━━ RAW DATA

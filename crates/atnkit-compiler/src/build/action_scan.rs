//! Attribute references inside action and predicate text.
//!
//! A predicate that reads `$x`, `$x.y` or `$x::y` depends on the rule
//! context it runs in. Comments, string and char literals, and escaped
//! dollars are skipped.

use logos::Logos;

#[derive(Logos, Debug, Clone, Copy, PartialEq, Eq)]
enum ActionToken {
    #[regex(r"//[^\n]*", allow_greedy = true)]
    LineComment,

    #[regex(r"/\*([^*]|\*+[^*/])*\*+/")]
    BlockComment,

    #[regex(r#""(?:[^"\\]|\\.)*""#)]
    #[regex(r"'(?:[^'\\]|\\.)*'")]
    StringLiteral,

    #[regex(r"\\.")]
    Escape,

    #[regex(r"\$[a-zA-Z_][a-zA-Z0-9_]*")]
    Attribute,

    #[regex(r#"[^$/'"\\]+"#)]
    Text,
}

/// True when `text` references at least one attribute.
pub(crate) fn is_context_dependent(text: &str) -> bool {
    ActionToken::lexer(text).any(|token| token == Ok(ActionToken::Attribute))
}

━━━━

#### TASK
The whole listing above, restated word for word, is the required answer.

#### OUTPUT FOR THIS EXERCISE
filename crates/atnkit-compiler/src/build/action_scan.rs
//! Attribute references inside action and predicate text.
//!
//! A predicate that reads `$x`, `$x.y` or `$x::y` depends on the rule
//! context it runs in. Comments, string and char literals, and escaped
//! dollars are skipped.

use logos::Logos;

#[derive(Logos, Debug, Clone, Copy, PartialEq, Eq)]
enum ActionToken {
    #[regex(r"//[^\n]*", allow_greedy = true)]
    LineComment,

    #[regex(r"/\*([^*]|\*+[^*/])*\*+/")]
    BlockComment,

    #[regex(r#""(?:[^"\\]|\\.)*""#)]
    #[regex(r"'(?:[^'\\]|\\.)*'")]
    StringLiteral,

    #[regex(r"\\.")]
    Escape,

    #[regex(r"\$[a-zA-Z_][a-zA-Z0-9_]*")]
    Attribute,

    #[regex(r#"[^$/'"\\]+"#)]
    Text,
}

/// True when `text` references at least one attribute.
pub(crate) fn is_context_dependent(text: &str) -> bool {
    ActionToken::lexer(text).any(|token| token == Ok(ActionToken::Attribute))
}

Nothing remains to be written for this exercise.